When a touch of the flu hits your home be prepared with some tools to boost the immune system:
- Brothy soups (bone broths are nice)
- Elderberry syrups or tinctures (Check out my elderberry article in the next Potsdam Food Co-op's newsletter, coming soon)
- Flu tonics: (No Time For Getting Sick, everyone around me was sick and needing my care, I had to be the one to stay functioning!)
- Herbal teas: nettle, yarrow, rosemary, peppermint (Instructions for making medicinal infusions, teas, click the herbal teas link
- Hot baths with plenty of water (or the above immune herbal teas) to drink while bathing. Fevers need to be kept hydrated and allowed to do their work. A fever's purpose is to destroy the microbes causing the sickness with their heat. Fevers are part of your immune response for healing infections. If you reduce fevers with medications and cold baths, the heat of fever cannot work for you. Keep the feverish person very well hydrated to avoid the problems of fever that people fear.
- Whole food green drink such as SuperFood Plus
- Foods rich in:
- Vitamin C (lemon water?),
- selenium (brazil nuts anyone),
- zinc (pumpkin seeds?)
I was making a pot of soup, pictured above, to offer something brothy for my sick kid's bodies. The flu hit and one kid had a fever for 11 days. Mom care was required. As I am making the soup, "extended fever boy" is lying on the couch around the corner and says to me:
Jake: "What are you making for dinner Mom?"
Jake: "Your soup is scary to me. It always contains one or more of the following:
- animal carcasses (bone broths)
- rotting bean matter (miso)
- vegetables that most of the modern world have never heard of!
Mom: "Thanks for the vote of confidence."
Jake: "I don't appreciate finding scary things in my scary soup. The soups usually taste good but what is in it terrifies me. I observe it very carefully before I eat it."
Makes a Mom run to the kitchen to create healthy fare for her loved ones!
The Soup Recipe
- Bring 3-4 cups of water to simmer, slowly, no need to boil. Keep pot covered and on lowest heat.
- Saute' a medium onion chopped into fine slivers. Saute' in butter from pastured animals, animal fat, or coconut oil.
- Grate or finely chop cabbage, about 1 cup.
- Grate a small celeriac.
- Add both to onion saute' and quick stir fry.
- Add above veggie mix to the simmer water and keep heat as low as possible. Do not boil this soup.
- Finely chop kale and saute', about 1 cup.
- Grate a carrot and add to saute'.
- Toss into saute' some frozen red pepper strips that you perhaps froze before growing season ended.

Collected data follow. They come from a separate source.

// ─── Lookups ─────────────────────────────────────────────────────────────────

/// Exact-key lookup. For `Hour` granularity this matches only the note that
/// *starts* at `hour` — hours inside a span are found by
/// [`find_covering_note`].
pub fn find_note<'a>(
  notes: &'a [PlannerNote],
  member: &str,
  granularity: Granularity,
  date: NaiveDate,
  hour: Option<u8>,
) -> Option<&'a PlannerNote> {
  notes.iter().find(|n| {
    n.member == member
      && n.granularity == granularity
      && n.target_date == date
      && (granularity != Granularity::Hour || n.start_hour == hour)
  })
}

/// The multi-hour note whose span contains `hour`, excluding the start hour
/// itself: `start_hour < hour <= end_hour`. Used to suppress the empty cell
/// for hours consumed by a span.
pub fn find_covering_note<'a>(
  notes: &'a [PlannerNote],
  member: &str,
  date: NaiveDate,
  hour: u8,
) -> Option<&'a PlannerNote> {
  notes.iter().find(|n| {
    n.member == member
      && n.granularity == Granularity::Hour
      && n.target_date == date
      && matches!(
        (n.start_hour, n.end_hour),
        (Some(start), Some(end)) if start < hour && hour <= end
      )
  })
}

// ─── Drag selection ──────────────────────────────────────────────────────────

/// In-flight click-and-drag selection over one day column. Owned by a single
/// UI session and discarded unconditionally on release.
#[derive(Debug, Clone, Copy, PartialEq, Eq, Serialize, Deserialize)]
pub struct DragState {
  pub date:         NaiveDate,
  pub start_hour:   u8,
  pub current_hour: u8,
}

/// Start a drag at the pressed cell.
pub fn begin_range_selection(date: NaiveDate, hour: u8) -> DragState {
  DragState { date, start_hour: hour, current_hour: hour }
}

/// Extend or contract the selection to the hovered cell. Drags are confined
/// to their origin day column: hovering another date leaves the state
/// unchanged.
pub fn update_range_selection(
  state: DragState,
  date: NaiveDate,
  hour: u8,
) -> DragState {
  if date != state.date {
    return state;
  }
  DragState { current_hour: hour, ..state }
}

/// Whether `(date, hour)` falls inside the live selection, inclusive on both
/// ends. Used for highlighting while the drag is in flight.
pub fn is_in_range(state: &DragState, date: NaiveDate, hour: u8) -> bool {
  if date != state.date {
    return false;
  }
  let min = state.start_hour.min(state.current_hour);
  let max = state.start_hour.max(state.current_hour);
  (min..=max).contains(&hour)
}

/// Resolve the released drag into an hour range. A degenerate selection
/// (press and release on the same cell) yields `end = None` — a single-hour
/// note.
pub fn resolve_range_selection(state: &DragState) -> (u8, Option<u8>) {
  let min = state.start_hour.min(state.current_hour);
  let max = state.start_hour.max(state.current_hour);
  (min, if min == max { None } else { Some(max) })
}

// ─── Mutations ───────────────────────────────────────────────────────────────

/// Insert `candidate`, or, if a note already occupies its upsert key,
/// replace that note's `content` and `end_hour` in place, keeping its
/// identity. The only entry point for creation and range/content edits.
pub fn upsert_note(
  mut notes: Vec<PlannerNote>,
  candidate: PlannerNote,
) -> Vec<PlannerNote> {
  match notes.iter_mut().find(|n| n.key() == candidate.key()) {
    Some(existing) => {
      existing.content = candidate.content;
      existing.end_hour = candidate.end_hour;
      existing.updated_at = candidate.updated_at;
    }
    None => notes.push(candidate),
  }
  notes
}

/// Remove the note with `id`. A missing id is not an error.
pub fn delete_note(mut notes: Vec<PlannerNote>, id: Uuid) -> Vec<PlannerNote> {
  notes.retain(|n| n.note_id != id);
  notes
}

// ─── Week view ───────────────────────────────────────────────────────────────

/// One hour cell of the materialised grid.
#[derive(Debug, Clone, Serialize)]
#[serde(tag = "kind", rename_all = "snake_case")]
pub enum HourCell {
  /// A note starts here; `span` is the number of rows it occupies.
  Note { note: PlannerNote, span: u8 },
  /// Consumed by a multi-hour note starting earlier the same day.
  Covered { note_id: Uuid },
  Empty,
}

/// One day column: the day-note row plus one cell per [`GRID_HOURS`] row.
#[derive(Debug, Clone, Serialize)]
pub struct DayColumn {
  pub date:     NaiveDate,
  pub day_note: Option<PlannerNote>,
  pub hours:    Vec<HourCell>,
}

/// The computed weekly grid for one member — never stored, always derived.
#[derive(Debug, Clone, Serialize)]
pub struct WeekView {
  pub member:     String,
  pub week_start: NaiveDate,
  pub week_note:  Option<PlannerNote>,
  pub days:       Vec<DayColumn>,
}

/// Materialise the weekly grid for `member` over the seven days starting at
/// `week_start`. Pure; the caller renders it.
pub fn week_view(
  notes: &[PlannerNote],
  member: &str,
  week_start: NaiveDate,
) -> WeekView {
  let week_note = notes
    .iter()
    .find(|n| n.member == member && n.granularity == Granularity::Week)
    .cloned();

  let days = (0..7u64)
    .map(|offset| {
      let date = week_start + Days::new(offset);
      let day_note =
        find_note(notes, member, Granularity::Day, date, None).cloned();
      let hours = GRID_HOURS
        .map(|hour| {
          if let Some(note) =
            find_note(notes, member, Granularity::Hour, date, Some(hour))
          {
            HourCell::Note { note: note.clone(), span: note.span_hours() }
          } else if let Some(covering) =
            find_covering_note(notes, member, date, hour)
          {
            HourCell::Covered { note_id: covering.note_id }
          } else {
            HourCell::Empty
          }
        })
        .collect();
      DayColumn { date, day_note, hours }
    })
    .collect();

  WeekView {
    member: member.to_owned(),
    week_start,
    week_note,
    days,
  }
}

- Stir fry all 3 together and add to veggie soup mix in pot.
- Add a pinch or two of cayenne to soup.
- Peel and press 1-2 cloves of garlic into soup.
- I then added 3-4 tablespoons of South River Miso's Sweet White Miso.
- Last addition was the flu syrup sitting on the counter. It contained raw apple cider vinegar, raw honey, garlic, onion, ginger, and turmeric. There was 2/3 to 3/4 a cup left in the jar. I dumped it all into the soup and stirred it up.
- Soup was finished and ready for serving to my terrified kid.
The only thing else I would have added, had I some bone broth on hand, would be bone broth instead of the water at the beginning. I recommend keeping bone broth made and frozen in wide mouth quart canning jars for flu emergencies.
Happy immune boosting soup making. I hope you efforts are appreciated and not creating a reign of soup terror!
Making Bone Broth: From my educational handout on bones and minerals
Bone broths are made with fish, chicken, turkey, beef, and lamb bones and a tablespoon of vinegar to liberate the minerals. Put bones in a sauce pan, soup pot and cover with water, just enough to cover bones. I squish the bones down into the pot. Add the tablespoon of raw apple cider vinegar and cover the pot. I soak the bones in the vinegar water overnight and slow simmer for hours the next day. I gently bring to a simmer on the stove top. Then I place in a pre-heated 220 F oven and leave for 4-5 hours if chicken bones and longer if harder bones. Remove bones and use as a soup stock for veggie soup or eat the broth as is (add a bit of unrefined sea salt to taste). If making veggie soup, I saute' the veggies before adding to the hot broth to avoid simmering the broth anymore.